What is an “AI Harness”
As I have been working with Claude and Claude Code to do some “vibe coding” development over the last wee while I have also been working on a “harness” that is designed to make me more efficient.
Its following the DORO (Define Once, Reuse Often) principle I try and follow.
One of the surprising thing (to me anyway) is when I mention the concept of a “harness” to other people I sometimes get blank stares.
I actually did a LinkedIn poll and this feeling was reinforced by the reponses.
No seriously what is an “AI Harness”
One of the problems I have is I can’t share the harness files we have developed within our AgileData platform and I don’t want to share the harness files from my PersonalOS version.
I thought about mocking some up, but then they would’t be real examples and so wouldn’t be that helpful in showing what they do, how they do it and their real value.
I actually started my harness journey based on playing with OpenClaw, listening to a few podcasts on the subject and chatting to Nick Zervoudis . Nick did an in-person meetup on how he built his PersonalOS harness and how he uses it, I learnt a lot at that session.
You can watch a version of this talk online here:
There is also a great article by Andreas Kretz on LinkedIn that explains what an AI Harness is:
https://www.linkedin.com/pulse/i-learned-ai-harnesses-you-should-too-andreas-kretz-v2okf
Claude Write up on how my harness works
One way I thought might be useful to share this part of my journey is to get Claude to go through all the chats and code we have worked on together over the last we while to create my harness and explain it.
This has been based on iterating the harness for three specific use cases:
To support my PersonalOS
To support the vibe coding of the open source Pattern Template Standalone Apps I have been creating and sharing. (https://github.com/AgileDataGuides)
To support the creation of an Information Product templating system in the AgileData platform and using it to build and deploy Information Products for our customers.
The key is each time I work on one of these use cases, the learnings from doing that work is used to enhance the harness.
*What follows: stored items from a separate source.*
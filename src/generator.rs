//! Mock dataset synthesis.
//!
//! A [`DatasetGenerator`] owns the only random source in the crate. Every
//! stochastic draw goes through it, so a seed plus a reference date fully
//! determines the resulting [`Dataset`].

use chrono::{Datelike, Months, NaiveDate, Utc};
use rand::rngs::StdRng;
use rand::{Rng, SeedableRng};
use tracing::{debug, info};

use crate::error::{DashboardError, DashboardResult};
use crate::models::{Category, Contract, Dataset, RenewalType, RiskLevel, SpendHistoryEntry, Status, Vendor};

pub const ROSTER_SIZE: usize = 40;
pub const HISTORY_MONTHS: u32 = 36;
pub const NOTICE_PERIOD_DAYS: u32 = 90;

const NAME_ADJECTIVES: [&str; 5] = ["Global", "Strategic", "Prime", "First", "United"];
const NAME_NOUNS: [&str; 5] = ["Finance", "Solutions", "Partners", "Systems", "Group"];

pub const CONTRACT_START: NaiveDate = fixed_date(2023, 1, 1);
pub const CONTRACT_END_DATES: [NaiveDate; 4] = [
    fixed_date(2025, 6, 30),
    fixed_date(2026, 12, 31),
    fixed_date(2025, 12, 31),
    fixed_date(2024, 12, 31),
];

const fn fixed_date(year: i32, month: u32, day: u32) -> NaiveDate {
    match NaiveDate::from_ymd_opt(year, month, day) {
        Some(date) => date,
        None => panic!("invalid fixed calendar date"),
    }
}

#[derive(Debug, Clone, Default)]
pub struct GeneratorConfig {
    /// Fixed seed for reproducible output. A fresh one is drawn when absent.
    pub seed: Option<u64>,
    /// Day whose month ends the spend history. Defaults to today (UTC).
    pub as_of: Option<NaiveDate>,
}

pub struct DatasetGenerator {
    rng: StdRng,
    seed: u64,
    as_of: NaiveDate,
    months: Vec<NaiveDate>,
}

impl DatasetGenerator {
    pub fn new(config: GeneratorConfig) -> DashboardResult<Self> {
        let seed = config.seed.unwrap_or_else(rand::random);
        let as_of = config.as_of.unwrap_or_else(|| Utc::now().date_naive());
        let months = month_window(as_of).ok_or(DashboardError::InvalidReferenceDate(as_of))?;
        debug!(seed, %as_of, "dataset generator ready");

        Ok(Self {
            rng: StdRng::seed_from_u64(seed),
            seed,
            as_of,
            months,
        })
    }

    pub fn seed(&self) -> u64 {
        self.seed
    }

    pub fn as_of(&self) -> NaiveDate {
        self.as_of
    }

    /// Builds vendors, spend history and contracts in one pass.
    pub fn generate(self) -> Dataset {
        self.generate_with_rng().0
    }

    /// Like [`generate`](Self::generate), but hands back the random source
    /// positioned after the last draw, for views that need further draws.
    pub fn generate_with_rng(mut self) -> (Dataset, StdRng) {
        let vendors = self.vendor_roster();
        let spend_history = self.spend_history();
        let contracts = self.contracts(&vendors);

        info!(
            seed = self.seed,
            vendors = vendors.len(),
            months = spend_history.len(),
            contracts = contracts.len(),
            "generated procurement dataset"
        );

        let dataset = Dataset {
            vendors,
            spend_history,
            contracts,
        };
        (dataset, self.rng)
    }

    fn vendor_roster(&mut self) -> Vec<Vendor> {
        let mut vendors = seed_vendors();
        for index in vendors.len() + 1..=ROSTER_SIZE {
            let vendor = self.synthesize_vendor(index);
            vendors.push(vendor);
        }
        vendors
    }

    fn synthesize_vendor(&mut self, index: usize) -> Vendor {
        let risk = risk_from_roll(self.rng.gen());
        let sla = round_tenths(90.0 + self.rng.gen::<f64>() * 9.9);
        let spend = self.rng.gen_range(100_000..=2_100_000);
        let trend = round_tenths(-5.0 + self.rng.gen::<f64>() * 15.0);
        let status = status_from_roll(self.rng.gen());

        Vendor {
            id: vendor_id(index),
            name: vendor_name(index),
            category: Category::cyclic(index),
            risk,
            sla,
            spend,
            trend,
            status,
        }
    }

    fn spend_history(&mut self) -> Vec<SpendHistoryEntry> {
        let months = std::mem::take(&mut self.months);
        let last = months.len().saturating_sub(1) as u32;

        let history = months
            .iter()
            .enumerate()
            .map(|(position, date)| {
                let months_back = last - position as u32;
                let mut entry = SpendHistoryEntry::empty(*date);
                for category in Category::ALL {
                    let base = self.rng.gen_range(500_000.0..=700_000.0);
                    entry.record(category, category_value(category, base, *date, months_back));
                }
                entry
            })
            .collect();

        self.months = months;
        history
    }

    fn contracts(&mut self, vendors: &[Vendor]) -> Vec<Contract> {
        vendors
            .iter()
            .map(|vendor| {
                let end_date = CONTRACT_END_DATES[self.rng.gen_range(0..CONTRACT_END_DATES.len())];
                let renewal_type = if self.rng.gen_bool(0.5) {
                    RenewalType::AutoRenew
                } else {
                    RenewalType::Manual
                };
                derive_contract(vendor, end_date, renewal_type)
            })
            .collect()
    }
}

/// Convenience wrapper for one-shot generation.
pub fn generate_dataset(config: GeneratorConfig) -> DashboardResult<Dataset> {
    Ok(DatasetGenerator::new(config)?.generate())
}

/// First-of-month dates for the history window, oldest first.
pub fn month_window(as_of: NaiveDate) -> Option<Vec<NaiveDate>> {
    let current = NaiveDate::from_ymd_opt(as_of.year(), as_of.month(), 1)?;
    (0..HISTORY_MONTHS)
        .rev()
        .map(|back| current.checked_sub_months(Months::new(back)))
        .collect()
}

pub fn vendor_id(index: usize) -> String {
    format!("V-{index:03}")
}

// Adjective and noun share one modulus, so names repeat every five vendors.
pub fn vendor_name(index: usize) -> String {
    format!(
        "{} {}",
        NAME_ADJECTIVES[index % NAME_ADJECTIVES.len()],
        NAME_NOUNS[index % NAME_NOUNS.len()]
    )
}

pub fn risk_from_roll(roll: f64) -> RiskLevel {
    if roll > 0.8 {
        RiskLevel::High
    } else if roll > 0.6 {
        RiskLevel::Medium
    } else {
        RiskLevel::Low
    }
}

pub fn status_from_roll(roll: f64) -> Status {
    if roll > 0.9 {
        Status::Expired
    } else if roll > 0.85 {
        Status::Review
    } else {
        Status::Active
    }
}

pub fn base_multiplier(category: Category) -> f64 {
    match category {
        Category::PaymentProcessing => 4.0,
        Category::CardNetworkFees => 2.5,
        _ => 1.0,
    }
}

/// Linear growth: 1.0 for the oldest month, rising 5% per year of history.
pub fn growth_factor(months_back: u32) -> f64 {
    let elapsed = (HISTORY_MONTHS - 1).saturating_sub(months_back) as f64;
    1.0 + 0.05 * elapsed / 12.0
}

pub fn seasonality(category: Category, date: NaiveDate) -> f64 {
    match (category, date.month()) {
        (Category::Insurance, 1) => 2.5,
        (Category::PaymentProcessing, 12) => 1.4,
        _ => 1.0,
    }
}

/// Monthly spend for one category given its sampled base draw.
pub fn category_value(category: Category, base: f64, date: NaiveDate, months_back: u32) -> u64 {
    let scaled = base * base_multiplier(category);
    (scaled * growth_factor(months_back) * seasonality(category, date)).round() as u64
}

/// Contracts carry their vendor's status; an Active vendor always yields an
/// Active contract.
pub fn contract_status(vendor: &Vendor) -> Status {
    vendor.status
}

pub fn derive_contract(vendor: &Vendor, end_date: NaiveDate, renewal_type: RenewalType) -> Contract {
    Contract {
        id: format!("CTR-{}", vendor.id_suffix()),
        vendor_id: vendor.id.clone(),
        vendor_name: vendor.name.clone(),
        category: vendor.category,
        value: vendor.spend,
        start_date: CONTRACT_START,
        end_date,
        status: contract_status(vendor),
        renewal_type,
        notice_period: NOTICE_PERIOD_DAYS,
    }
}

fn round_tenths(value: f64) -> f64 {
    (value * 10.0).round() / 10.0
}

/// The hand-authored part of the roster.
pub fn seed_vendors() -> Vec<Vendor> {
    use Category::*;
    use RiskLevel::*;

    let seeds: [(&str, Category, RiskLevel, f64, u64, f64, Status); 13] = [
        ("Worldline", PaymentProcessing, Low, 99.8, 14_200_000, 12.4, Status::Active),
        ("Adyen", PaymentProcessing, Low, 99.9, 8_500_000, 18.2, Status::Active),
        ("SumUp", PaymentProcessing, Medium, 98.5, 1_200_000, 5.1, Status::Active),
        ("Deutsche Bank", BankingServices, Low, 99.5, 3_400_000, 2.1, Status::Active),
        ("Raiffeisen Bank", BankingServices, Low, 99.2, 2_100_000, 1.5, Status::Active),
        ("Allianz", Insurance, Low, 98.8, 6_800_000, 4.2, Status::Active),
        ("Zurich Insurance", Insurance, Medium, 97.9, 4_200_000, 3.8, Status::Review),
        ("Loomis", CashHandling, High, 94.2, 2_800_000, -2.4, Status::Warning),
        ("Brinks", CashHandling, Medium, 96.5, 3_100_000, -1.1, Status::Active),
        ("Visa Europe", CardNetworkFees, Low, 100.0, 8_900_000, 8.5, Status::Active),
        ("Mastercard", CardNetworkFees, Low, 100.0, 7_600_000, 7.9, Status::Active),
        ("KPMG", AuditCompliance, Low, 98.0, 1_500_000, 0.0, Status::Active),
        ("HSBC", TreasuryFx, Low, 99.1, 900_000, 1.2, Status::Active),
    ];

    seeds
        .into_iter()
        .enumerate()
        .map(|(position, (name, category, risk, sla, spend, trend, status))| Vendor {
            id: vendor_id(position + 1),
            name: name.to_string(),
            category,
            risk,
            sla,
            spend,
            trend,
            status,
        })
        .collect()
}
And hopefully makes that work quicker and easier for me next time.
So here is what Claude wrote.
The Agile Data Way-of-Working Harness
A reusable convention package that gives every AI-assisted coding session in our repositories the same Way of Working — the disciplines, guardrails, and patterns we’ve evolved over months of working with AI coding assistants.
The problem
AI coding assistants are stateless. Each session starts fresh, so the team re-explains conventions, hits the same gotchas, and watches the same mistakes recur across Agents. When a learning emerges in one Agent, there’s no clean path to apply it everywhere it matters.
The structure
Each repository carries a small, predictable bundle the AI reads at session start. Together this bundle defines a specific Agent — the AI is no longer a generic assistant; it has an identity, hard rules, a way of working, and a memory of what it has learned.
Agent identity — four short markdown files defining the Agent’s character:
persona.md— what this Agent is, its voice, who it servespolicies.md— hard rules and guardrails (will not / will always / boundaries)wow.md— Agent-specific way of working + accumulated retro learningsretro.md— running weekly log of new learnings
Universal conventions in a single CLAUDE.md that the AI loads automatically:
Task tracking (TODO / DOING / DONE files)
Commit discipline (logical chunks, no work pileup)
Definition of Ready / Definition of Done checklists
Press release format for user-facing changes (working-backwards style)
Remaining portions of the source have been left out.